Identifying possible patent infringement beforehand and reacting to potential risks is significant since, if companies were involved in a lawsuit, it could cause tremendous financial damage. To identify the possibility of patent infringement, the technological similarity among patents is an important factor and can be adopted as a criterion. A keyword-based technological similarity has been widely exploited for various purposes such as technology trend or opportunity analysis. However, since a keyword-based approach cannot reflect specific technological key-findings and structural relationships among technological components in inventions, this approach is inadequate for identifying patent infringement.

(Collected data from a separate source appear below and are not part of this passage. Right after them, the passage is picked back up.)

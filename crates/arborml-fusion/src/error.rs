//! Fusion Error Types
//!
//! Error types for the weight fusion transform.
//!
//! @version 0.1.0
//! @author `AutomataNexus` Development Team

use thiserror::Error;

/// Result type for fusion operations.
pub type FusionResult<T> = Result<T, FusionError>;

/// Errors that can occur during weight fusion.
#[derive(Error, Debug)]
pub enum FusionError {
    /// A per-channel parameter vector does not cover every output channel.
    #[error("per-channel parameter length mismatch: expected {expected}, got {actual}")]
    ChannelMismatch {
        /// Output channel count of the convolution.
        expected: usize,
        /// Length of the offending per-channel vector.
        actual: usize,
    },

    /// The weight block holds no elements.
    #[error("weight block has no elements to fuse")]
    EmptyWeights,

    /// Quantized weights carry no per-channel scale.
    #[error("quantized weights require a per-channel scale ({expected} channels, got {actual})")]
    MissingScale {
        /// Output channel count of the convolution.
        expected: usize,
        /// Number of scale entries found.
        actual: usize,
    },

    /// Tensor-level failure while rewriting weights.
    #[error("tensor error: {0}")]
    Tensor(#[from] arborml_core::Error),
}

// =============================================================================
// Tests
// =============================================================================
/// Dequantizes int8 weights through their per-channel scale.
///
/// Works for both OIHW and input-major layouts because the scale applies
/// per output channel and the caller indexes the result the same way as
/// the stored integers.
pub(crate) fn dequantize_weights(
    block: &WeightBlock<i8>,
    meta: &ConvMeta,
    input_major: bool,
) -> Vec<f32> {
    let data = block.device_tensor().to_vec();
    let scale = block.device_tensor().scale();
    let out_cg = meta.out_channels_per_group();
    let in_cg = meta.in_channels_per_group();
    let khw = meta.kernel_h * meta.kernel_w;
    let group_span = out_cg * in_cg * khw;

    let mut result = vec![0.0_f32; data.len()];
    for g in 0..meta.group {
        let base = g * group_span;
        for oc in 0..out_cg {
            let s = scale[g * out_cg + oc];
            if input_major {
                for ic in 0..in_cg {
                    let start = base + ic * out_cg * khw + oc * khw;
                    for k in 0..khw {
                        result[start + k] = s * f32::from(data[start + k]);
                    }
                }
            } else {
                let start = base + oc * in_cg * khw;
                for idx in start..start + in_cg * khw {
                    result[idx] = s * f32::from(data[idx]);
                }
            }
        }
    }
    result
}

/// Applies the fused epilogue: activation, then elementwise merge.
pub(crate) fn apply_epilogue(
    params: &FusedConvParams,
    out: &mut [f32],
    residual: Option<&[f32]>,
) -> KernelResult<()> {
    if let Some(act) = &params.activation {
        for v in out.iter_mut() {
            *v = act.apply(*v);
        }
    }
    if let Some(eltwise) = &params.eltwise {
        let residual = residual.ok_or(KernelError::MissingResidual)?;
        for (v, &r) in out.iter_mut().zip(residual.iter()) {
            *v = eltwise.merge(*v, r);
        }
    }
    Ok(())
}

Thus, we proposed a method to identify possible patent infringement using SAO based semantic similarity of technology. Since an SAO structure explicitly describes the structural relationships among technological components in the patent and the set of SAO structures is considered to be a detailed picture of the inventor’s expertise which are the specific key-findings in the patent, an SAO based semantic technological similarity can adequately identify patent infringement. Technological similarity among patents was measured by SAO based semantic similarity using WordNet instead of using expert-based analysis. Furthermore, a clustering algorithm automatically suggested possible patent infringement on the patent map, making it possible to handle large patent sets with minimal effort of human experts. The usefulness of the proposed method was demonstrated by identifying real case of patent infringement in prostate cancer treatment technology. Although this paper analyzed a case, in which patents were infringed by other patents, the proposed method can be applied to the identification of patent infringement of products or processes by examining the detailed functions of products or processes by experts, transcribing them into the form of SAO structure, and then treating such documentation of the product or process as a ‘patent’ like entity.

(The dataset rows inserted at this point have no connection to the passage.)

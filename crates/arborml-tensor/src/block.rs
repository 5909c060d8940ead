//! Weight Block - Host/Device Mirrored Parameter Storage
//!
//! A `WeightBlock` carries one trainable parameter tensor through graph
//! optimization. It keeps a host-resident copy, which is the single source
//! of truth for in-place transforms like weight fusion, and a device-tagged
//! mirror that must be re-derived byte-for-byte after any host mutation.
//!
//! Blocks are identified by a process-unique [`BlockId`]; clones alias the
//! same underlying pair, so every operator instance referencing one logical
//! parameter observes the same data and the same id.
//!
//! @version 0.1.0
//! @author `AutomataNexus` Development Team

use core::fmt;
use std::sync::atomic::{AtomicU64, Ordering};
use std::sync::Arc;

use parking_lot::RwLock;

use arborml_core::{Device, Result, Scalar};

use crate::tensor::Tensor;

// =============================================================================
// Block Identity
// =============================================================================

/// Process-unique identity of a weight block.
///
/// Used as the key for idempotency state in the weight pool.
#[derive(Debug, Clone, Copy, PartialEq, Eq, Hash, PartialOrd, Ord)]
pub struct BlockId(u64);

static NEXT_BLOCK_ID: AtomicU64 = AtomicU64::new(1);

impl BlockId {
    fn next() -> Self {
        Self(NEXT_BLOCK_ID.fetch_add(1, Ordering::Relaxed))
    }

    /// Returns the raw id value.
    #[must_use]
    pub const fn raw(self) -> u64 {
        self.0
    }
}

// =============================================================================
// WeightBlock
// =============================================================================

/// Host/device mirrored storage for one parameter tensor.
pub struct WeightBlock<T: Scalar> {
    inner: Arc<RwLock<Mirror<T>>>,
    id: BlockId,
}

struct Mirror<T: Scalar> {
    host: Tensor<T>,
    device: Tensor<T>,
}

impl<T: Scalar> WeightBlock<T> {
    /// Creates a block from a host tensor, mirroring it onto `device`.
    #[must_use]
    pub fn new(host: Tensor<T>, device: Device) -> Self {
        let mirror = Tensor::zeros_on(host.shape(), device);
        mirror
            .copy_from(&host)
            .expect("mirror allocated with host shape");
        mirror.set_scale(host.scale());
        Self {
            inner: Arc::new(RwLock::new(Mirror {
                host,
                device: mirror,
            })),
            id: BlockId::next(),
        }
    }

    /// Creates a block from raw data with the given shape.
    pub fn from_vec(data: Vec<T>, shape: &[usize], device: Device) -> Result<Self> {
        Ok(Self::new(Tensor::from_vec(data, shape)?, device))
    }

    /// Creates an empty throwaway block.
    ///
    /// Used for the uniform no-op layout-transposition call issued by
    /// operator instances that find the layout flag already set.
    #[must_use]
    pub fn empty(device: Device) -> Self {
        Self::new(Tensor::zeros(&[0]), device)
    }

    /// Returns the block identity.
    #[must_use]
    pub const fn id(&self) -> BlockId {
        self.id
    }

    /// Returns the current shape of the block.
    #[must_use]
    pub fn shape(&self) -> Vec<usize> {
        self.inner.read().host.shape().to_vec()
    }

    /// Returns the number of elements in the block.
    #[must_use]
    pub fn numel(&self) -> usize {
        self.inner.read().host.numel()
    }

    /// Returns true if the block holds no elements.
    #[must_use]
    pub fn is_empty(&self) -> bool {
        self.numel() == 0
    }

    /// Returns the host copy (shares storage with the block).
    #[must_use]
    pub fn host_tensor(&self) -> Tensor<T> {
        self.inner.read().host.clone()
    }

    /// Returns the device mirror (shares storage with the block).
    #[must_use]
    pub fn device_tensor(&self) -> Tensor<T> {
        self.inner.read().device.clone()
    }

    /// Returns the device this block's mirror is tagged with.
    #[must_use]
    pub fn device(&self) -> Device {
        self.inner.read().device.device()
    }

    /// Reallocates the block to a new zero-filled shape.
    ///
    /// Both mirrors get fresh storage; any previous data and scale are
    /// dropped. Used to materialize an absent convolution bias.
    pub fn realloc(&self, shape: &[usize]) {
        let mut guard = self.inner.write();
        let device = guard.device.device();
        guard.host = Tensor::zeros(shape);
        guard.device = Tensor::zeros_on(shape, device);
    }

    /// Re-derives the device mirror from the host copy.
    ///
    /// After this call the mirror is byte-for-byte identical to the host
    /// and carries the same per-channel scale.
    pub fn sync_device(&self) -> Result<()> {
        let guard = self.inner.read();
        guard.device.copy_from(&guard.host)?;
        guard.device.set_scale(guard.host.scale());
        Ok(())
    }

    /// Returns a copy of the host per-channel quantization scale.
    #[must_use]
    pub fn scale(&self) -> Vec<f32> {
        self.inner.read().host.scale()
    }

    /// Replaces the host per-channel quantization scale.
    ///
    /// The device mirror picks the new scale up on the next
    /// [`WeightBlock::sync_device`].
    pub fn set_scale(&self, scale: Vec<f32>) {
        self.inner.read().host.set_scale(scale);
    }
}

impl<T: Scalar> Clone for WeightBlock<T> {
    fn clone(&self) -> Self {
        Self {
            inner: Arc::clone(&self.inner),
            id: self.id,
        }
    }
}

impl<T: Scalar> fmt::Debug for WeightBlock<T> {
    fn fmt(&self, f: &mut fmt::Formatter<'_>) -> fmt::Result {
        f.debug_struct("WeightBlock")
            .field("id", &self.id)
            .field("shape", &self.shape())
            .field("device", &self.device())
            .finish()
    }
}

// =============================================================================
// Tests
// =============================================================================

However, the proposed method needs to be improved in some aspects parts: the hierarchical ontology for semantic similarity measurement and factors considered as criteria for judging patent infringement. First, even though the proposed method can be applied to any technology domain through the strengths of the powerful hierarchical ontology, WordNet, WordNet also has limitations in that certain unusual domain-specific terms may be absent from its collection of words, especially chemical and bio-technology related terms. Without supplement of undefined domain-specific terms to WordNet, credibility problem can occur or in appropriate analysis result can be generated. Thus, insufficient domain-specific terms should be added to WordNet to obtain reliable result from semantic similarity measurement and furthermore, to achieve full automation system. Recently, research for automated generation methods of local concept hierarchy has been actively conducted in Computer Science. These methods can generate the concept hierarchy of technology specific terms. Thus, these automated generation methods can make WordNet more robust and allow fully automated semantic similarity measurement. Second, although this paper only considered technological similarity as a criterion for judging possible patent infringement, other valuable factors for identifying the possibility of patent infringement such as patentability and claims need to be considered to improve the reliability and practicality of the method.